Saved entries
[Start of section]
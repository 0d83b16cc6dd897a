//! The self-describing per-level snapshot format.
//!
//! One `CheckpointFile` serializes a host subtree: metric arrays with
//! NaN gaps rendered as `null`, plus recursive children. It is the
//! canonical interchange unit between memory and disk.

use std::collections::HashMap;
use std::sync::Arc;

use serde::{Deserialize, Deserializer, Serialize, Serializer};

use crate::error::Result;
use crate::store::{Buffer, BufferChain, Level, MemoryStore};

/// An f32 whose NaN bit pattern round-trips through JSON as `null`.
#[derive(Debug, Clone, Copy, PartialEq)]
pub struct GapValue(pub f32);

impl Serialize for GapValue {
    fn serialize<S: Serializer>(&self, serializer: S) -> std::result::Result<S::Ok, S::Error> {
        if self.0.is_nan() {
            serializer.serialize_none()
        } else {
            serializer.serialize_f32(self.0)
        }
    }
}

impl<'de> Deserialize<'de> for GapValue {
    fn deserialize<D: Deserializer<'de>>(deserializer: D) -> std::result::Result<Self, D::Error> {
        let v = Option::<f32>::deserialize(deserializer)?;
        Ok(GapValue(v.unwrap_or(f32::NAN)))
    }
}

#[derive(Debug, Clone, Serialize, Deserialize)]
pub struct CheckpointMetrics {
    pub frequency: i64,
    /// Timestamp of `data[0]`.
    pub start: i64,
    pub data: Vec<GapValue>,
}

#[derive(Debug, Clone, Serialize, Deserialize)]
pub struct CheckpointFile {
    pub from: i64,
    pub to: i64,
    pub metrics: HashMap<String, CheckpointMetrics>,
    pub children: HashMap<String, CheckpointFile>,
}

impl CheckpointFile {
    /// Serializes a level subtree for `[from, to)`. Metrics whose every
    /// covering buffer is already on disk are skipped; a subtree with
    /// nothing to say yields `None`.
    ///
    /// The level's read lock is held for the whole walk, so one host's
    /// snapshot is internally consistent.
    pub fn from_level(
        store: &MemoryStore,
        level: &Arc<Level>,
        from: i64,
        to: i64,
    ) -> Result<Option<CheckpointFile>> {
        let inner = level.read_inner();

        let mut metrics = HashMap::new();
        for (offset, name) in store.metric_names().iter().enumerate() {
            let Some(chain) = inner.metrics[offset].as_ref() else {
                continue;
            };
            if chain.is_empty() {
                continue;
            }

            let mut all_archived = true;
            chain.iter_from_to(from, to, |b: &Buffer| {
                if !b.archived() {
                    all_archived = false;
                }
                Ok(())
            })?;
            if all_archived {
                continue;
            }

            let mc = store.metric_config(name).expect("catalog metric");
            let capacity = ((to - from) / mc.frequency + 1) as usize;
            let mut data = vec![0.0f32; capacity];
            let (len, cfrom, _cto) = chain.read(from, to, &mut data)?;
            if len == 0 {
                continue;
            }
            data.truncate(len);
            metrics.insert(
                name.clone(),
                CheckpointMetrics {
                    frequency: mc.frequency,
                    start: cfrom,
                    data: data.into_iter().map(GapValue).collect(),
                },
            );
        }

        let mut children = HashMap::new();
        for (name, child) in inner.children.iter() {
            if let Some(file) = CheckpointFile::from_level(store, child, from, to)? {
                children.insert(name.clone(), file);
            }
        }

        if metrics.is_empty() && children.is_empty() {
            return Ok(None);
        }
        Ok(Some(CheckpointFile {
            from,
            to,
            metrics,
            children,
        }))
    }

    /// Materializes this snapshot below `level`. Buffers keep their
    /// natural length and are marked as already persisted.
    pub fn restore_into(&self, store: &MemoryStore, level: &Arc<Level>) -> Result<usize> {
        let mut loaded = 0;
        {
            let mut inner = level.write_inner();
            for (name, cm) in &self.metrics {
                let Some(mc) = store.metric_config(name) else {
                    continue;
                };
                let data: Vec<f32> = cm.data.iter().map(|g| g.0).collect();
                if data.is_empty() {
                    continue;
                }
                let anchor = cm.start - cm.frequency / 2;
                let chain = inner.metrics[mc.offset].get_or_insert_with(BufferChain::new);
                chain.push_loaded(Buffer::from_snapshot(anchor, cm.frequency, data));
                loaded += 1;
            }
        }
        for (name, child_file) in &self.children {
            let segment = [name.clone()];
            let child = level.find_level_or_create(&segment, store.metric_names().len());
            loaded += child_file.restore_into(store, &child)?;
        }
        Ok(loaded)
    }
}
[End of section]
[Start of section]
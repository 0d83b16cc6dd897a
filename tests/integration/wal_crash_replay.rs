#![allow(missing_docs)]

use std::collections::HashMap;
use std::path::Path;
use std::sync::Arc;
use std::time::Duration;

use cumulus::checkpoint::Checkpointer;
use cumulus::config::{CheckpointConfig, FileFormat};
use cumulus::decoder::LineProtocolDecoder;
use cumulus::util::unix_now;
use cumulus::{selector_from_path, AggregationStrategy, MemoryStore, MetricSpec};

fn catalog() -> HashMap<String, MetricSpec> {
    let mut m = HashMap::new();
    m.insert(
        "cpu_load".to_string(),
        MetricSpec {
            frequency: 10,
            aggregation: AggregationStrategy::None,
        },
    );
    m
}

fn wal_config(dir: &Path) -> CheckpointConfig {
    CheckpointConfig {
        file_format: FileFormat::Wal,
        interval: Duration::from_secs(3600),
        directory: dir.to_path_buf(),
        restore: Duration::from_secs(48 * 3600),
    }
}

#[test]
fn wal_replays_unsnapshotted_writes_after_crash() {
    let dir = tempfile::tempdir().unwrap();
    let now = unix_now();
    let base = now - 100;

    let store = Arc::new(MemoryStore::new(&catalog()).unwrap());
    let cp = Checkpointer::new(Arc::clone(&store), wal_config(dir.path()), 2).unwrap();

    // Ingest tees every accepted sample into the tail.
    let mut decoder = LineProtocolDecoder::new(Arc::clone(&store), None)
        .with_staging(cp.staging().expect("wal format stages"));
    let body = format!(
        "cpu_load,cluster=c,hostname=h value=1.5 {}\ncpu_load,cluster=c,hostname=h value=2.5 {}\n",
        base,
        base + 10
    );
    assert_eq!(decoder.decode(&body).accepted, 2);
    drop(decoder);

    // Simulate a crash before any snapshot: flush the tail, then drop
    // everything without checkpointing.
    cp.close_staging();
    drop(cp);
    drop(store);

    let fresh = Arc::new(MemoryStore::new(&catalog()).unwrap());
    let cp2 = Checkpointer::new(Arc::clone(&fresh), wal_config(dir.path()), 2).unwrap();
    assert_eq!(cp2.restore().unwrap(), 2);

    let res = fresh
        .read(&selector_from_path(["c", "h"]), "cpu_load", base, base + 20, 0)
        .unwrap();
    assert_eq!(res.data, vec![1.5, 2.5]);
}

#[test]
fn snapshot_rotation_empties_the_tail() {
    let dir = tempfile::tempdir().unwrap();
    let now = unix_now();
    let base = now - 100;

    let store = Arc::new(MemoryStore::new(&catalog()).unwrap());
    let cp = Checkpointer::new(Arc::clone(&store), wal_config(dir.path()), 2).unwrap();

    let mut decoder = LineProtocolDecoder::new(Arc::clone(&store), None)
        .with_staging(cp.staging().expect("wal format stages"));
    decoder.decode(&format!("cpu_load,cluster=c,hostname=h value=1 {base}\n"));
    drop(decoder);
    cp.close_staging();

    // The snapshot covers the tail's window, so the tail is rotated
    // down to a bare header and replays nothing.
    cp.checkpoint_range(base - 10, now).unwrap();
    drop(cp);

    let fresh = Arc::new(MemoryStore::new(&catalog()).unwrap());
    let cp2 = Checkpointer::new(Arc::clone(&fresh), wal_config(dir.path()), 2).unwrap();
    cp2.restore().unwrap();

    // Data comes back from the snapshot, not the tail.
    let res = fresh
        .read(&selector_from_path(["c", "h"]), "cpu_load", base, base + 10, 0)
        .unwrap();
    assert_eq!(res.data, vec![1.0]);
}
[End of section]
[Start of section]
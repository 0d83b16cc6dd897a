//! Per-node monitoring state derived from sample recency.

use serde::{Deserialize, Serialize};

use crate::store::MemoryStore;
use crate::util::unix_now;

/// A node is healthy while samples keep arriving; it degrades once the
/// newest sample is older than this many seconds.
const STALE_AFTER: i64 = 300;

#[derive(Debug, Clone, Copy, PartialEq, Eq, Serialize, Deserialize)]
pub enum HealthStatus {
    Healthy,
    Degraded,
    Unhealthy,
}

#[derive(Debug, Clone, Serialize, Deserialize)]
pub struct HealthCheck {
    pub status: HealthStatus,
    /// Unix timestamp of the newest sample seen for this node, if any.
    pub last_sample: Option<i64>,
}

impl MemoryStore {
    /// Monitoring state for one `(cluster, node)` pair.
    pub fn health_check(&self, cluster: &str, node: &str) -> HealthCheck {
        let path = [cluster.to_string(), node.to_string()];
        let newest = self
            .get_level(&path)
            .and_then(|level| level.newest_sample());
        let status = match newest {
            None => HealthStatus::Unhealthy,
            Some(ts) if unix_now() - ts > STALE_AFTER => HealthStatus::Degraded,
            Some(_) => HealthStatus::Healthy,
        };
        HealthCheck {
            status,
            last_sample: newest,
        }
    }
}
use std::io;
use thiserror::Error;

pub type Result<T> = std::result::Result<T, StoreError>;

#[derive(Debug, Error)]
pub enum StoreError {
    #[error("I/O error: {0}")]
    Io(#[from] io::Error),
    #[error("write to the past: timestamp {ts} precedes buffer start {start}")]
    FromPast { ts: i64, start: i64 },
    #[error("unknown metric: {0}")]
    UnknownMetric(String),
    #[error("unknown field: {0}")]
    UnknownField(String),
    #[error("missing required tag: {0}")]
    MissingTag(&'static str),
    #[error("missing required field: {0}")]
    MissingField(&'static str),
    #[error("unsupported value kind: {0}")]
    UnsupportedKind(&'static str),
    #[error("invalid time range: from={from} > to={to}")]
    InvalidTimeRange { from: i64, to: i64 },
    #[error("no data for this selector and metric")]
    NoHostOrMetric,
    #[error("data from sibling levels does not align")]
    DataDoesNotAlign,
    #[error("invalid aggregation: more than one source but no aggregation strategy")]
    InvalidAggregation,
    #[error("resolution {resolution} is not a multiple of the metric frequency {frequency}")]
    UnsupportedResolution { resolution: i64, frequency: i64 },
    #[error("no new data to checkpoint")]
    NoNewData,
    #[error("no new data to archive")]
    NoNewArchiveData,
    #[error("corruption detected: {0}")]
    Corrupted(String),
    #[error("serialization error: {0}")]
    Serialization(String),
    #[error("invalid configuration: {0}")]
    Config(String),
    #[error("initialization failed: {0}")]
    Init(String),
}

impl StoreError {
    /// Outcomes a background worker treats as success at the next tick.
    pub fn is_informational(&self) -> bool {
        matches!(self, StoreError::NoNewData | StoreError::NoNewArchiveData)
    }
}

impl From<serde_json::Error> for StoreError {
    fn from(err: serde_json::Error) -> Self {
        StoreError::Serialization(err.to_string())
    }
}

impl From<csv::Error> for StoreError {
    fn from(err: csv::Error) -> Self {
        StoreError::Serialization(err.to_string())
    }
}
[End of section]
## About this exercise:
Within the data above, how many lines contain "cluster"? Respond with the tally alone.

## Answer to the problem:
5